Directions: Read the data below line by line and copy each one with "accepted" in it.

Dataset entries:

--------------------

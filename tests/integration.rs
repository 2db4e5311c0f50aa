//! Integration tests for buffering before identify and draining after.

use crossbeam_channel::Receiver;
use greenfinch_profiles::{
    ActionKind, Batcher, ChannelDispatcher, Client, ClientConfig, FlushCallbacks, PendingRequest,
    Properties, Response,
};
use parking_lot::Mutex;
use serde_json::{json, Value};
use std::sync::Arc;

fn test_client() -> (Client, Receiver<PendingRequest>) {
    let (dispatcher, receiver) = ChannelDispatcher::bounded(64, false);
    let client = Client::new(
        ClientConfig::default()
            .with_token("project-token")
            .with_anonymous_id("anon-1"),
        Arc::new(dispatcher),
    )
    .unwrap();
    (client, receiver)
}

fn props(value: Value) -> Properties {
    value.as_object().cloned().unwrap()
}

fn drain(receiver: &Receiver<PendingRequest>) -> Vec<PendingRequest> {
    receiver.try_iter().collect()
}

// --- Merge Before Identify ---

#[test]
fn test_plan_upgrade_merges_into_one_set() {
    let (client, receiver) = test_client();

    client.people().set(("Plan", "gold"), None).unwrap();
    client.people().set(("Plan", "silver"), None).unwrap();
    assert!(receiver.is_empty());

    let report = client.identify("user-42").unwrap();
    assert_eq!(report.slots_replayed, 1);

    let sent = drain(&receiver);
    assert_eq!(sent.len(), 1);
    assert_eq!(
        sent[0].request.payload,
        json!({
            "$set": {"Plan": "silver"},
            "$token": "project-token",
            "$distinct_id": "user-42"
        })
    );
    assert_eq!(sent[0].request.batcher, Batcher::People);
    assert!(client.queue().is_empty());
}

#[test]
fn test_distinct_keys_are_combined() {
    let (client, receiver) = test_client();

    client
        .people()
        .set(props(json!({"Company": "Acme", "Plan": "Premium"})), None)
        .unwrap();
    client.people().set(("gender", "f"), None).unwrap();
    client.people().set(("Plan", "Free"), None).unwrap();

    client.identify("user-42");

    let sent = drain(&receiver);
    assert_eq!(sent.len(), 1);
    assert_eq!(
        sent[0].request.payload["$set"],
        json!({"Company": "Acme", "Plan": "Free", "gender": "f"})
    );
}

#[test]
fn test_each_append_is_its_own_request() {
    let (client, receiver) = test_client();

    for i in 0..5 {
        client.people().append(("visits", i), None).unwrap();
    }
    assert_eq!(client.queue().snapshot().append.len(), 5);

    let report = client.identify("user-42").unwrap();
    assert_eq!(report.items_replayed, 5);
    assert_eq!(drain(&receiver).len(), 5);
    assert!(client.queue().is_empty());
}

#[test]
fn test_appends_replay_newest_first() {
    let (client, receiver) = test_client();

    client.people().append(("tags", "x"), None).unwrap();
    client.people().append(("tags", "y"), None).unwrap();
    client.identify("user-42");

    let values: Vec<Value> = drain(&receiver)
        .into_iter()
        .map(|p| p.request.payload["$append"]["tags"].clone())
        .collect();
    assert_eq!(values, vec![json!("y"), json!("x")]);
}

#[test]
fn test_unset_replays_as_name_list() {
    let (client, receiver) = test_client();

    client.people().unset(["a"], None).unwrap();
    client.people().unset(["b", "a"], None).unwrap();
    client.identify("user-42");

    let sent = drain(&receiver);
    assert_eq!(sent.len(), 1);
    assert_eq!(sent[0].request.payload["$unset"], json!(["a", "b"]));
}

#[test]
fn test_drain_order_across_kinds() {
    let (client, receiver) = test_client();

    client.people().remove(("tags", "old"), None).unwrap();
    client.people().append(("tags", "new"), None).unwrap();
    client.people().union(("langs", "rust"), None).unwrap();
    client.people().increment_one("logins", None).unwrap();
    client.people().unset(["legacy"], None).unwrap();
    client.people().set_once(("First Seen", "today"), None).unwrap();
    client.people().set(("Plan", "gold"), None).unwrap();

    client.identify("user-42");

    let keys: Vec<String> = drain(&receiver)
        .into_iter()
        .map(|p| {
            let payload = p.request.payload.as_object().cloned().unwrap();
            ActionKind::MERGE_CAPABLE
                .into_iter()
                .chain(ActionKind::LISTS)
                .map(|kind| kind.action_key())
                .find(|key| payload.contains_key(*key))
                .unwrap()
                .to_string()
        })
        .collect();
    assert_eq!(
        keys,
        vec!["$set", "$set_once", "$unset", "$add", "$union", "$append", "$remove"]
    );
}

#[test]
fn test_increment_skips_non_numeric_values() {
    let (client, receiver) = test_client();
    client.identify("user-42");

    client
        .people()
        .increment(props(json!({"a": 1, "b": "oops"})), None)
        .unwrap();

    let sent = drain(&receiver);
    assert_eq!(sent.len(), 1);
    assert_eq!(sent[0].request.payload["$add"], json!({"a": 1}));
}

#[test]
fn test_increments_merge_last_write_wins() {
    let (client, receiver) = test_client();

    client.people().increment(("score", 5), None).unwrap();
    client.people().increment(("score", 3), None).unwrap();
    client.identify("user-42");

    let sent = drain(&receiver);
    assert_eq!(sent[0].request.payload["$add"], json!({"score": 3}));
}

// --- Replay Outcomes ---

#[test]
fn test_failed_replay_is_requeued_then_succeeds() {
    let (client, receiver) = test_client();

    client.people().set_once(("Plan", "gold"), None).unwrap();
    client.identify("user-42");

    let first = receiver.try_recv().unwrap();
    first.complete(Response::Code(0), None);
    assert_eq!(client.queue().snapshot().set_once, props(json!({"Plan": "gold"})));

    let accepted = Arc::new(Mutex::new(Vec::new()));
    let sink = Arc::clone(&accepted);
    let callbacks = FlushCallbacks::new().on(ActionKind::SetOnce, move |response, _| {
        sink.lock().push(response)
    });

    let report = client.flush(&callbacks);
    assert_eq!(report.slots_replayed, 1);

    let second = receiver.try_recv().unwrap();
    assert_eq!(second.request.payload["$set_once"], json!({"Plan": "gold"}));
    second.complete(Response::Code(1), Some(json!({"status": 1})));

    assert!(client.queue().is_empty());
    assert_eq!(*accepted.lock(), vec![Response::Code(1)]);
}

#[test]
fn test_failed_append_goes_back_individually() {
    let (client, receiver) = test_client();

    client.people().append(("tags", "x"), None).unwrap();
    client.people().append(("tags", "y"), None).unwrap();
    client.identify("user-42");

    let sent = drain(&receiver);
    assert_eq!(sent.len(), 2);
    let mut sent = sent.into_iter();
    sent.next().unwrap().complete(Response::Code(1), None);
    sent.next().unwrap().complete(Response::Code(0), None);

    let snapshot = client.queue().snapshot();
    assert_eq!(snapshot.append, vec![props(json!({"tags": "x"}))]);
}

#[test]
fn test_failed_remove_goes_back_individually() {
    let (client, receiver) = test_client();

    client.people().remove(("tags", "x"), None).unwrap();
    client.people().remove(("tags", "y"), None).unwrap();
    client.identify("user-42");

    let mut sent = drain(&receiver).into_iter();
    let newest = sent.next().unwrap();
    assert_eq!(newest.request.payload["$remove"], json!({"tags": "y"}));
    newest.complete(Response::Code(0), None);
    sent.next().unwrap().complete(Response::Code(1), None);
    assert!(sent.next().is_none());

    let snapshot = client.queue().snapshot();
    assert_eq!(snapshot.remove, vec![props(json!({"tags": "y"}))]);
    assert!(snapshot.append.is_empty());
}

#[test]
fn test_other_response_codes_pass_through() {
    let (client, receiver) = test_client();
    client.people().set_once(("Plan", "gold"), None).unwrap();
    client.identity().identify("user-42");

    let seen = Arc::new(Mutex::new(Vec::new()));
    let sink = Arc::clone(&seen);
    let callbacks = FlushCallbacks::new().on(ActionKind::SetOnce, move |response, data| {
        sink.lock().push((response, data))
    });
    client.flush(&callbacks);

    receiver.try_recv().unwrap().complete(Response::Code(2), Some(json!({"status": 2})));

    assert_eq!(*seen.lock(), vec![(Response::Code(2), Some(json!({"status": 2})))]);
    assert!(client.queue().is_empty());
}

#[test]
fn test_mutation_during_failed_replay_is_kept() {
    let (client, receiver) = test_client();

    client.people().set(("Plan", "gold"), None).unwrap();
    client.identify("user-42");
    let in_flight = receiver.try_recv().unwrap();

    // Identified now, so this one goes straight out.
    client.people().set(("Seats", 3), None).unwrap();
    in_flight.complete(Response::Code(0), None);

    assert_eq!(client.queue().snapshot().set, props(json!({"Plan": "gold"})));
    assert_eq!(drain(&receiver).len(), 1);
}

#[test]
fn test_identify_twice_does_not_drain_again() {
    let (client, receiver) = test_client();

    client.people().set(("Plan", "gold"), None).unwrap();
    assert!(client.identify("user-42").is_some());
    assert!(client.identify("user-43").is_none());
    assert_eq!(drain(&receiver).len(), 1);
}

// --- Identity Fields ---

#[test]
fn test_registered_identity_fields_are_stamped() {
    let (client, receiver) = test_client();
    client.register("$device_id", "device-7");
    client.register("$had_persisted_distinct_id", true);

    client.people().set(("Plan", "gold"), None).unwrap();
    client.identify("user-42");

    let payload = receiver.try_recv().unwrap().request.payload;
    assert_eq!(payload["$device_id"], json!("device-7"));
    assert_eq!(payload["$had_persisted_distinct_id"], json!(true));
    assert!(payload.get("$user_id").is_none());
}

#[test]
fn test_caller_cannot_spoof_reserved_fields() {
    let (client, receiver) = test_client();
    client.identify("user-42");

    client
        .people()
        .set(props(json!({"$distinct_id": "someone-else", "Plan": "gold"})), None)
        .unwrap();

    let payload = receiver.try_recv().unwrap().request.payload;
    assert_eq!(payload["$distinct_id"], json!("user-42"));
    assert_eq!(payload["$set"], json!({"Plan": "gold"}));
}

// --- Groups ---

#[test]
fn test_group_mutations_send_before_identify() {
    let (client, receiver) = test_client();

    client
        .group("company", "acme")
        .set(("Industry", "retail"), None)
        .unwrap();

    let sent = receiver.try_recv().unwrap();
    assert_eq!(sent.request.batcher, Batcher::Groups);
    assert_eq!(sent.request.endpoint, "https://api.greenfinch.io/groups/");
    assert_eq!(
        sent.request.payload,
        json!({
            "$set": {"Industry": "retail"},
            "$group_key": "company",
            "$group_id": "acme",
            "$token": "project-token"
        })
    );
    assert!(client.queue().is_empty());
}

#[test]
fn test_group_delete() {
    let (client, receiver) = test_client();

    client.group("company", 7).delete(None).unwrap();

    let payload = receiver.try_recv().unwrap().request.payload;
    assert_eq!(payload["$delete"], json!(""));
    assert_eq!(payload["$group_id"], json!(7));
}

// --- Charges ---

#[test]
fn test_charges_buffer_and_clear() {
    let (client, receiver) = test_client();

    client.people().track_charge(19.99, None, None).unwrap();
    client.people().track_charge("5", None, None).unwrap();
    client.people().clear_charges(None).unwrap();
    client.identify("user-42");

    let payloads: Vec<Value> = drain(&receiver)
        .into_iter()
        .map(|p| p.request.payload)
        .collect();
    assert_eq!(payloads.len(), 3);
    assert_eq!(payloads[0]["$set"], json!({"$transactions": []}));
    assert_eq!(payloads[1]["$append"]["$transactions"], json!({"$amount": 5}));
    assert_eq!(payloads[2]["$append"]["$transactions"], json!({"$amount": 19.99}));
}

// --- Concurrency ---

#[test]
fn test_appends_racing_identify_are_never_stranded() {
    for _ in 0..50 {
        let (dispatcher, receiver) = ChannelDispatcher::bounded(1024, false);
        let client = Client::new(ClientConfig::default(), Arc::new(dispatcher)).unwrap();

        std::thread::scope(|scope| {
            scope.spawn(|| {
                for i in 0..200 {
                    client.people().append(("events", i), None).unwrap();
                }
            });
            std::thread::yield_now();
            client.identify("user-42");
        });

        assert!(client.queue().is_empty());
        assert_eq!(receiver.try_iter().count(), 200);
    }
}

--------------------

Answer space:
    let accepted = Arc::new(Mutex::new(Vec::new()));
    let sink = Arc::clone(&accepted);
    assert_eq!(*accepted.lock(), vec![Response::Code(1)]);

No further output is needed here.